Data under study below:

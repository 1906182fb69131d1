use std::sync::Arc;

use axum::extract::{Path, State};
use axum::Json;
use serde::Deserialize;

use crate::api::response::{ApiError, AppJson, JSend};
use crate::auth::{AdminUser, CurrentUser};
use crate::storage::models::Category;
use crate::AppState;

#[derive(Debug, Deserialize)]
pub struct CreateCategoryRequest {
    pub slug: String,
    pub name: String,
    #[serde(default)]
    pub parent: Option<String>,
}

pub async fn create_category(
    State(state): State<Arc<AppState>>,
    AdminUser(_): AdminUser,
    AppJson(req): AppJson<CreateCategoryRequest>,
) -> Result<Json<JSend<Category>>, ApiError> {
    if req.slug.trim().is_empty() || req.slug.contains('/') {
        return Err(ApiError::bad_request("slug must be non-empty and contain no '/'"));
    }
    if req.name.trim().is_empty() {
        return Err(ApiError::bad_request("name must not be empty"));
    }

    if state
        .db
        .get_category(&req.slug)
        .map_err(|e| ApiError::internal(e.to_string()))?
        .is_some()
    {
        return Err(ApiError::conflict(format!(
            "category '{}' already exists",
            req.slug
        )));
    }

    if let Some(ref parent) = req.parent {
        if state
            .db
            .get_category(parent)
            .map_err(|e| ApiError::internal(e.to_string()))?
            .is_none()
        {
            return Err(ApiError::bad_request(format!(
                "Unknown parent category: {parent}"
            )));
        }
    }

    let category = Category {
        slug: req.slug,
        name: req.name,
        parent: req.parent,
    };

    state
        .db
        .put_category(&category)
        .map_err(|e| ApiError::internal(e.to_string()))?;

    tracing::debug!(slug = %category.slug, "Created category");
    Ok(JSend::success(category))
}

pub async fn list_categories(
    State(state): State<Arc<AppState>>,
    CurrentUser(_): CurrentUser,
) -> Result<Json<JSend<Vec<Category>>>, ApiError> {
    let categories = state
        .db
        .get_all_categories()
        .map_err(|e| ApiError::internal(e.to_string()))?;

    Ok(JSend::success(categories))
}

pub async fn delete_category(
    State(state): State<Arc<AppState>>,
    AdminUser(_): AdminUser,
    Path(slug): Path<String>,
) -> Result<Json<JSend<()>>, ApiError> {
    let deleted = state
        .db
        .delete_category(&slug)
        .map_err(|e| ApiError::internal(e.to_string()))?;

    if !deleted {
        return Err(ApiError::not_found("Category not found"));
    }

    tracing::debug!(%slug, "Deleted category");
    Ok(JSend::success(()))
}
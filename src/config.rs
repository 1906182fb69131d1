use thiserror::Error;

#[derive(Debug, Error)]
pub enum ConfigError {
    #[error("Invalid configuration: {0}")]
    ValidationError(String),
}

#[derive(Debug, Clone)]
pub struct Config {
    pub server: ServerConfig,
    pub site: SiteConfig,
    pub storage: StorageConfig,
    pub auth: AuthConfig,
    pub mail: MailConfig,
    /// Enables dangerous operations like purge. Must never be true in production.
    pub test_mode: bool,
    /// Maximum upload size in bytes
    pub max_upload_size: u64,
}

#[derive(Debug, Clone)]
pub struct ServerConfig {
    pub bind_address: String,
    pub data_dir: String,
}

#[derive(Debug, Clone)]
pub struct SiteConfig {
    /// Display name substituted for %blogname% in notification mail.
    pub name: String,
    /// Public base URL of this service, no trailing slash.
    pub base_url: String,
    /// Where unauthenticated gate requests are redirected.
    pub login_url: String,
}

#[derive(Debug, Clone)]
pub struct StorageConfig {
    /// Root directory for physical file payloads. Each owner gets a
    /// subdirectory named `<account-id>_<random-token>` underneath it.
    pub uploads_dir: String,
}

#[derive(Debug, Clone)]
pub struct AuthConfig {
    /// HMAC key material for session tokens.
    pub session_secret: String,
    /// Session lifetime in seconds.
    pub session_ttl_secs: i64,
    /// Bootstrap admin credentials, created at startup when missing.
    pub admin_username: String,
    pub admin_password: String,
    pub admin_email: String,
}

#[derive(Debug, Clone)]
pub struct MailConfig {
    /// HTTP mail API endpoint. When unset, outgoing mail is logged only.
    pub endpoint: Option<String>,
    pub api_token: Option<String>,
    pub from_address: String,
}

impl Default for StorageConfig {
    fn default() -> Self {
        Self {
            uploads_dir: "./userfiles".to_string(),
        }
    }
}

impl Config {
    /// Load configuration from environment variables.
    pub fn load() -> Result<Self, ConfigError> {
        let bind_address =
            std::env::var("BIND_ADDRESS").unwrap_or_else(|_| "0.0.0.0:8080".to_string());

        let data_dir = std::env::var("DATA_DIR").unwrap_or_else(|_| "./data".to_string());

        let site_name =
            std::env::var("SITE_NAME").unwrap_or_else(|_| "User Private Files".to_string());
        let base_url = std::env::var("BASE_URL")
            .unwrap_or_else(|_| "http://localhost:8080".to_string())
            .trim_end_matches('/')
            .to_string();
        let login_url = std::env::var("LOGIN_URL").unwrap_or_else(|_| format!("{base_url}/login"));

        let uploads_dir =
            std::env::var("UPLOADS_DIR").unwrap_or_else(|_| "./userfiles".to_string());

        let session_secret =
            std::env::var("SESSION_SECRET").unwrap_or_else(|_| uuid::Uuid::new_v4().to_string());
        let session_ttl_secs = std::env::var("SESSION_TTL_SECS")
            .ok()
            .and_then(|s| s.parse().ok())
            .unwrap_or(12 * 3600);

        let admin_username =
            std::env::var("ADMIN_USERNAME").unwrap_or_else(|_| "admin".to_string());
        let admin_password = std::env::var("ADMIN_PASSWORD").unwrap_or_default();
        let admin_email =
            std::env::var("ADMIN_EMAIL").unwrap_or_else(|_| "admin@localhost".to_string());

        let mail_endpoint = std::env::var("MAIL_ENDPOINT").ok();
        let mail_api_token = std::env::var("MAIL_API_TOKEN").ok();
        let mail_from =
            std::env::var("MAIL_FROM").unwrap_or_else(|_| "noreply@localhost".to_string());

        let test_mode = std::env::var("TEST_MODE")
            .map(|v| v == "true" || v == "1")
            .unwrap_or(false);

        let max_upload_size = std::env::var("MAX_UPLOAD_SIZE")
            .ok()
            .and_then(|s| s.parse().ok())
            .unwrap_or(50 * 1024 * 1024); // 50MB

        let config = Config {
            server: ServerConfig {
                bind_address,
                data_dir,
            },
            site: SiteConfig {
                name: site_name,
                base_url,
                login_url,
            },
            storage: StorageConfig { uploads_dir },
            auth: AuthConfig {
                session_secret,
                session_ttl_secs,
                admin_username,
                admin_password,
                admin_email,
            },
            mail: MailConfig {
                endpoint: mail_endpoint,
                api_token: mail_api_token,
                from_address: mail_from,
            },
            test_mode,
            max_upload_size,
        };

        config.validate()?;
        Ok(config)
    }

    fn validate(&self) -> Result<(), ConfigError> {
        if self.site.base_url.is_empty() {
            return Err(ConfigError::ValidationError(
                "BASE_URL cannot be empty".to_string(),
            ));
        }

        if self.auth.session_ttl_secs <= 0 {
            return Err(ConfigError::ValidationError(
                "SESSION_TTL_SECS must be positive".to_string(),
            ));
        }

        if self.mail.endpoint.is_some() && self.mail.from_address.is_empty() {
            return Err(ConfigError::ValidationError(
                "MAIL_FROM is required when MAIL_ENDPOINT is set".to_string(),
            ));
        }

        Ok(())
    }
}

End of Data under study.

### Exercise aim:
An exact transcript of all the records is the expected result.

### The completed task:
repository 1906182fb69131d1
use std::sync::Arc;

use axum::extract::{Path, State};
use axum::Json;
use serde::Deserialize;

use crate::api::response::{ApiError, AppJson, JSend};
use crate::auth::{AdminUser, CurrentUser};
use crate::storage::models::Category;
use crate::AppState;

#[derive(Debug, Deserialize)]
pub struct CreateCategoryRequest {
    pub slug: String,
    pub name: String,
    #[serde(default)]
    pub parent: Option<String>,
}

pub async fn create_category(
    State(state): State<Arc<AppState>>,
    AdminUser(_): AdminUser,
    AppJson(req): AppJson<CreateCategoryRequest>,
) -> Result<Json<JSend<Category>>, ApiError> {
    if req.slug.trim().is_empty() || req.slug.contains('/') {
        return Err(ApiError::bad_request("slug must be non-empty and contain no '/'"));
    }
    if req.name.trim().is_empty() {
        return Err(ApiError::bad_request("name must not be empty"));
    }

    if state
        .db
        .get_category(&req.slug)
        .map_err(|e| ApiError::internal(e.to_string()))?
        .is_some()
    {
        return Err(ApiError::conflict(format!(
            "category '{}' already exists",
            req.slug
        )));
    }

    if let Some(ref parent) = req.parent {
        if state
            .db
            .get_category(parent)
            .map_err(|e| ApiError::internal(e.to_string()))?
            .is_none()
        {
            return Err(ApiError::bad_request(format!(
                "Unknown parent category: {parent}"
            )));
        }
    }

    let category = Category {
        slug: req.slug,
        name: req.name,
        parent: req.parent,
    };

    state
        .db
        .put_category(&category)
        .map_err(|e| ApiError::internal(e.to_string()))?;

    tracing::debug!(slug = %category.slug, "Created category");
    Ok(JSend::success(category))
}

pub async fn list_categories(
    State(state): State<Arc<AppState>>,
    CurrentUser(_): CurrentUser,
) -> Result<Json<JSend<Vec<Category>>>, ApiError> {
    let categories = state
        .db
        .get_all_categories()
        .map_err(|e| ApiError::internal(e.to_string()))?;

    Ok(JSend::success(categories))
}

pub async fn delete_category(
    State(state): State<Arc<AppState>>,
    AdminUser(_): AdminUser,
    Path(slug): Path<String>,
) -> Result<Json<JSend<()>>, ApiError> {
    let deleted = state
        .db
        .delete_category(&slug)
        .map_err(|e| ApiError::internal(e.to_string()))?;

    if !deleted {
        return Err(ApiError::not_found("Category not found"));
    }

    tracing::debug!(%slug, "Deleted category");
    Ok(JSend::success(()))
}
filename src/config.rs
repository 1906182fb69131d1
use thiserror::Error;

#[derive(Debug, Error)]
pub enum ConfigError {
    #[error("Invalid configuration: {0}")]
    ValidationError(String),
}

#[derive(Debug, Clone)]
pub struct Config {
    pub server: ServerConfig,
    pub site: SiteConfig,
    pub storage: StorageConfig,
    pub auth: AuthConfig,
    pub mail: MailConfig,
    /// Enables dangerous operations like purge. Must never be true in production.
    pub test_mode: bool,
    /// Maximum upload size in bytes
    pub max_upload_size: u64,
}

#[derive(Debug, Clone)]
pub struct ServerConfig {
    pub bind_address: String,
    pub data_dir: String,
}

#[derive(Debug, Clone)]
pub struct SiteConfig {
    /// Display name substituted for %blogname% in notification mail.
    pub name: String,
    /// Public base URL of this service, no trailing slash.
    pub base_url: String,
    /// Where unauthenticated gate requests are redirected.
    pub login_url: String,
}

#[derive(Debug, Clone)]
pub struct StorageConfig {
    /// Root directory for physical file payloads. Each owner gets a
    /// subdirectory named `<account-id>_<random-token>` underneath it.
    pub uploads_dir: String,
}

#[derive(Debug, Clone)]
pub struct AuthConfig {
    /// HMAC key material for session tokens.
    pub session_secret: String,
    /// Session lifetime in seconds.
    pub session_ttl_secs: i64,
    /// Bootstrap admin credentials, created at startup when missing.
    pub admin_username: String,
    pub admin_password: String,
    pub admin_email: String,
}

#[derive(Debug, Clone)]
pub struct MailConfig {
    /// HTTP mail API endpoint. When unset, outgoing mail is logged only.
    pub endpoint: Option<String>,
    pub api_token: Option<String>,
    pub from_address: String,
}

impl Default for StorageConfig {
    fn default() -> Self {
        Self {
            uploads_dir: "./userfiles".to_string(),
        }
    }
}

impl Config {
    /// Load configuration from environment variables.
    pub fn load() -> Result<Self, ConfigError> {
        let bind_address =
            std::env::var("BIND_ADDRESS").unwrap_or_else(|_| "0.0.0.0:8080".to_string());

        let data_dir = std::env::var("DATA_DIR").unwrap_or_else(|_| "./data".to_string());

        let site_name =
            std::env::var("SITE_NAME").unwrap_or_else(|_| "User Private Files".to_string());
        let base_url = std::env::var("BASE_URL")
            .unwrap_or_else(|_| "http://localhost:8080".to_string())
            .trim_end_matches('/')
            .to_string();
        let login_url = std::env::var("LOGIN_URL").unwrap_or_else(|_| format!("{base_url}/login"));

        let uploads_dir =
            std::env::var("UPLOADS_DIR").unwrap_or_else(|_| "./userfiles".to_string());

        let session_secret =
            std::env::var("SESSION_SECRET").unwrap_or_else(|_| uuid::Uuid::new_v4().to_string());
        let session_ttl_secs = std::env::var("SESSION_TTL_SECS")
            .ok()
            .and_then(|s| s.parse().ok())
            .unwrap_or(12 * 3600);

        let admin_username =
            std::env::var("ADMIN_USERNAME").unwrap_or_else(|_| "admin".to_string());
        let admin_password = std::env::var("ADMIN_PASSWORD").unwrap_or_default();
        let admin_email =
            std::env::var("ADMIN_EMAIL").unwrap_or_else(|_| "admin@localhost".to_string());

        let mail_endpoint = std::env::var("MAIL_ENDPOINT").ok();
        let mail_api_token = std::env::var("MAIL_API_TOKEN").ok();
        let mail_from =
            std::env::var("MAIL_FROM").unwrap_or_else(|_| "noreply@localhost".to_string());

        let test_mode = std::env::var("TEST_MODE")
            .map(|v| v == "true" || v == "1")
            .unwrap_or(false);

        let max_upload_size = std::env::var("MAX_UPLOAD_SIZE")
            .ok()
            .and_then(|s| s.parse().ok())
            .unwrap_or(50 * 1024 * 1024); // 50MB

        let config = Config {
            server: ServerConfig {
                bind_address,
                data_dir,
            },
            site: SiteConfig {
                name: site_name,
                base_url,
                login_url,
            },
            storage: StorageConfig { uploads_dir },
            auth: AuthConfig {
                session_secret,
                session_ttl_secs,
                admin_username,
                admin_password,
                admin_email,
            },
            mail: MailConfig {
                endpoint: mail_endpoint,
                api_token: mail_api_token,
                from_address: mail_from,
            },
            test_mode,
            max_upload_size,
        };

        config.validate()?;
        Ok(config)
    }

    fn validate(&self) -> Result<(), ConfigError> {
        if self.site.base_url.is_empty() {
            return Err(ConfigError::ValidationError(
                "BASE_URL cannot be empty".to_string(),
            ));
        }

        if self.auth.session_ttl_secs <= 0 {
            return Err(ConfigError::ValidationError(
                "SESSION_TTL_SECS must be positive".to_string(),
            ));
        }

        if self.mail.endpoint.is_some() && self.mail.from_address.is_empty() {
            return Err(ConfigError::ValidationError(
                "MAIL_FROM is required when MAIL_ENDPOINT is set".to_string(),
            ));
        }

        Ok(())
    }
}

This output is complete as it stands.